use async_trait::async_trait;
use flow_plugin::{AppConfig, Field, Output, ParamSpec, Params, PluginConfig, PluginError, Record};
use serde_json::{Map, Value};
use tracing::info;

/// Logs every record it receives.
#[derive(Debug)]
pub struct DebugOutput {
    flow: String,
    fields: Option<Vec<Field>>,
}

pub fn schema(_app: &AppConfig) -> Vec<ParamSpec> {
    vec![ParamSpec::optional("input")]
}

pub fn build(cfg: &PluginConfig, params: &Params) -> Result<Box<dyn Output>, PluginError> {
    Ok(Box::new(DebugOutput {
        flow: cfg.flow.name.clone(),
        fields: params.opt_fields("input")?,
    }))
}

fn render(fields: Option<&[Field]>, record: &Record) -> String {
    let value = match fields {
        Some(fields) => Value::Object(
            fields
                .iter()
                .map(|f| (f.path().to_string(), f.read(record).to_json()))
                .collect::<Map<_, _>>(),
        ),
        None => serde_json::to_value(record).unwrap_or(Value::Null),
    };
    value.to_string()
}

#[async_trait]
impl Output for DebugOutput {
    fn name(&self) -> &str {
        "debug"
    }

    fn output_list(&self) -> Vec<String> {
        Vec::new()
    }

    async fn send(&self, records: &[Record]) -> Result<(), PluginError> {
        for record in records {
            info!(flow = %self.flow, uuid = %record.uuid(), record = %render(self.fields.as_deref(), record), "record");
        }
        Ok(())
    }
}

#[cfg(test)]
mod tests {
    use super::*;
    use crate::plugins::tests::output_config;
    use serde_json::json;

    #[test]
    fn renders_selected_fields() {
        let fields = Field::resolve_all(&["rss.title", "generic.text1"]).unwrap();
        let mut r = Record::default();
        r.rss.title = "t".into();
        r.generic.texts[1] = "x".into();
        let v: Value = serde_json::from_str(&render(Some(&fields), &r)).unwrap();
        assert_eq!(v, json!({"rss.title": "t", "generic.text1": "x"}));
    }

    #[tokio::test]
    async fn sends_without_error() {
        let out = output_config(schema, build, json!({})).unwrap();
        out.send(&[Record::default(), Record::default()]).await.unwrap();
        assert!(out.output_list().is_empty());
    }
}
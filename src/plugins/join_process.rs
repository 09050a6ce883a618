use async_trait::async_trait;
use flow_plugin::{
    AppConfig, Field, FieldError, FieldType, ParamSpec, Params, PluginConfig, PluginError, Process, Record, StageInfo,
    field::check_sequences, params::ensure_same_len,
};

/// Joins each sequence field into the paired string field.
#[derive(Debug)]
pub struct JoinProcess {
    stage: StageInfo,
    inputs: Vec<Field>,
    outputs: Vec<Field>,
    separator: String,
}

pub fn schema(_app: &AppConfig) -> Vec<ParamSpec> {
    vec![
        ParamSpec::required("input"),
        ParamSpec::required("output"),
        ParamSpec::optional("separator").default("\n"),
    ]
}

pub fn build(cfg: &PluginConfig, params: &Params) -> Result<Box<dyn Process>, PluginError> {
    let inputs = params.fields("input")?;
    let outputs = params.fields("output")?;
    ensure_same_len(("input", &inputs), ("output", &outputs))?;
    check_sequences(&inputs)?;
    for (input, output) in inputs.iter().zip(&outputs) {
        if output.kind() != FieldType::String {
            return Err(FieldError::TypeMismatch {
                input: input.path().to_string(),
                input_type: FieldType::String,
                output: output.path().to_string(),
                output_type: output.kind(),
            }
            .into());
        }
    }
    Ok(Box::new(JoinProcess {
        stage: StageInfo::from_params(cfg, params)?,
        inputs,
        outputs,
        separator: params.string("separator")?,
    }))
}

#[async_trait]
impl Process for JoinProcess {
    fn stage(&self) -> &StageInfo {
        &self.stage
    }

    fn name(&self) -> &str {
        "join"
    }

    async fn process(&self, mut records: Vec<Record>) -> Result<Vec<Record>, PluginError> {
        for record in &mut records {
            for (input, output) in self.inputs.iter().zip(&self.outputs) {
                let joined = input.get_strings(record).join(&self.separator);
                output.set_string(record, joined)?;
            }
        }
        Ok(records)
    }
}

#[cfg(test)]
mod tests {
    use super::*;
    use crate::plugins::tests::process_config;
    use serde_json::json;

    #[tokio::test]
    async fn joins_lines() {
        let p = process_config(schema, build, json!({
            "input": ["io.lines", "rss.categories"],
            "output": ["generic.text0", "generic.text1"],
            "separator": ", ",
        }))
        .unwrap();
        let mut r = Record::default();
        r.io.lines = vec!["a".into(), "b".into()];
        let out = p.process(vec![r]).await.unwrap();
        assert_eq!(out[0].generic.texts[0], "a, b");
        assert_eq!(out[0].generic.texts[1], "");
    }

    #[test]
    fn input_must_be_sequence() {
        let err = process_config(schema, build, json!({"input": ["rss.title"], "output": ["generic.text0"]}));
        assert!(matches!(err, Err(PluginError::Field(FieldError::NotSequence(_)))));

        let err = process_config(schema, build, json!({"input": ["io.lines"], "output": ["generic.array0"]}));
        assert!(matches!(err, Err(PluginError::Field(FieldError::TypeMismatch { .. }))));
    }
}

────────────────────────────────────────

Task objective |
An exact copy of the listing above is all the answer should hold.

Output of the task |
use async_trait::async_trait;
use flow_plugin::{AppConfig, Field, Output, ParamSpec, Params, PluginConfig, PluginError, Record};
use serde_json::{Map, Value};
use tracing::info;

/// Logs every record it receives.
#[derive(Debug)]
pub struct DebugOutput {
    flow: String,
    fields: Option<Vec<Field>>,
}

pub fn schema(_app: &AppConfig) -> Vec<ParamSpec> {
    vec![ParamSpec::optional("input")]
}

pub fn build(cfg: &PluginConfig, params: &Params) -> Result<Box<dyn Output>, PluginError> {
    Ok(Box::new(DebugOutput {
        flow: cfg.flow.name.clone(),
        fields: params.opt_fields("input")?,
    }))
}

fn render(fields: Option<&[Field]>, record: &Record) -> String {
    let value = match fields {
        Some(fields) => Value::Object(
            fields
                .iter()
                .map(|f| (f.path().to_string(), f.read(record).to_json()))
                .collect::<Map<_, _>>(),
        ),
        None => serde_json::to_value(record).unwrap_or(Value::Null),
    };
    value.to_string()
}

#[async_trait]
impl Output for DebugOutput {
    fn name(&self) -> &str {
        "debug"
    }

    fn output_list(&self) -> Vec<String> {
        Vec::new()
    }

    async fn send(&self, records: &[Record]) -> Result<(), PluginError> {
        for record in records {
            info!(flow = %self.flow, uuid = %record.uuid(), record = %render(self.fields.as_deref(), record), "record");
        }
        Ok(())
    }
}

#[cfg(test)]
mod tests {
    use super::*;
    use crate::plugins::tests::output_config;
    use serde_json::json;

    #[test]
    fn renders_selected_fields() {
        let fields = Field::resolve_all(&["rss.title", "generic.text1"]).unwrap();
        let mut r = Record::default();
        r.rss.title = "t".into();
        r.generic.texts[1] = "x".into();
        let v: Value = serde_json::from_str(&render(Some(&fields), &r)).unwrap();
        assert_eq!(v, json!({"rss.title": "t", "generic.text1": "x"}));
    }

    #[tokio::test]
    async fn sends_without_error() {
        let out = output_config(schema, build, json!({})).unwrap();
        out.send(&[Record::default(), Record::default()]).await.unwrap();
        assert!(out.output_list().is_empty());
    }
}
filename src/plugins/join_process.rs
repository 09050a6ce883a618
use async_trait::async_trait;
use flow_plugin::{
    AppConfig, Field, FieldError, FieldType, ParamSpec, Params, PluginConfig, PluginError, Process, Record, StageInfo,
    field::check_sequences, params::ensure_same_len,
};

/// Joins each sequence field into the paired string field.
#[derive(Debug)]
pub struct JoinProcess {
    stage: StageInfo,
    inputs: Vec<Field>,
    outputs: Vec<Field>,
    separator: String,
}

pub fn schema(_app: &AppConfig) -> Vec<ParamSpec> {
    vec![
        ParamSpec::required("input"),
        ParamSpec::required("output"),
        ParamSpec::optional("separator").default("\n"),
    ]
}

pub fn build(cfg: &PluginConfig, params: &Params) -> Result<Box<dyn Process>, PluginError> {
    let inputs = params.fields("input")?;
    let outputs = params.fields("output")?;
    ensure_same_len(("input", &inputs), ("output", &outputs))?;
    check_sequences(&inputs)?;
    for (input, output) in inputs.iter().zip(&outputs) {
        if output.kind() != FieldType::String {
            return Err(FieldError::TypeMismatch {
                input: input.path().to_string(),
                input_type: FieldType::String,
                output: output.path().to_string(),
                output_type: output.kind(),
            }
            .into());
        }
    }
    Ok(Box::new(JoinProcess {
        stage: StageInfo::from_params(cfg, params)?,
        inputs,
        outputs,
        separator: params.string("separator")?,
    }))
}

#[async_trait]
impl Process for JoinProcess {
    fn stage(&self) -> &StageInfo {
        &self.stage
    }

    fn name(&self) -> &str {
        "join"
    }

    async fn process(&self, mut records: Vec<Record>) -> Result<Vec<Record>, PluginError> {
        for record in &mut records {
            for (input, output) in self.inputs.iter().zip(&self.outputs) {
                let joined = input.get_strings(record).join(&self.separator);
                output.set_string(record, joined)?;
            }
        }
        Ok(records)
    }
}

#[cfg(test)]
mod tests {
    use super::*;
    use crate::plugins::tests::process_config;
    use serde_json::json;

    #[tokio::test]
    async fn joins_lines() {
        let p = process_config(schema, build, json!({
            "input": ["io.lines", "rss.categories"],
            "output": ["generic.text0", "generic.text1"],
            "separator": ", ",
        }))
        .unwrap();
        let mut r = Record::default();
        r.io.lines = vec!["a".into(), "b".into()];
        let out = p.process(vec![r]).await.unwrap();
        assert_eq!(out[0].generic.texts[0], "a, b");
        assert_eq!(out[0].generic.texts[1], "");
    }

    #[test]
    fn input_must_be_sequence() {
        let err = process_config(schema, build, json!({"input": ["rss.title"], "output": ["generic.text0"]}));
        assert!(matches!(err, Err(PluginError::Field(FieldError::NotSequence(_)))));

        let err = process_config(schema, build, json!({"input": ["io.lines"], "output": ["generic.array0"]}));
        assert!(matches!(err, Err(PluginError::Field(FieldError::TypeMismatch { .. }))));
    }
}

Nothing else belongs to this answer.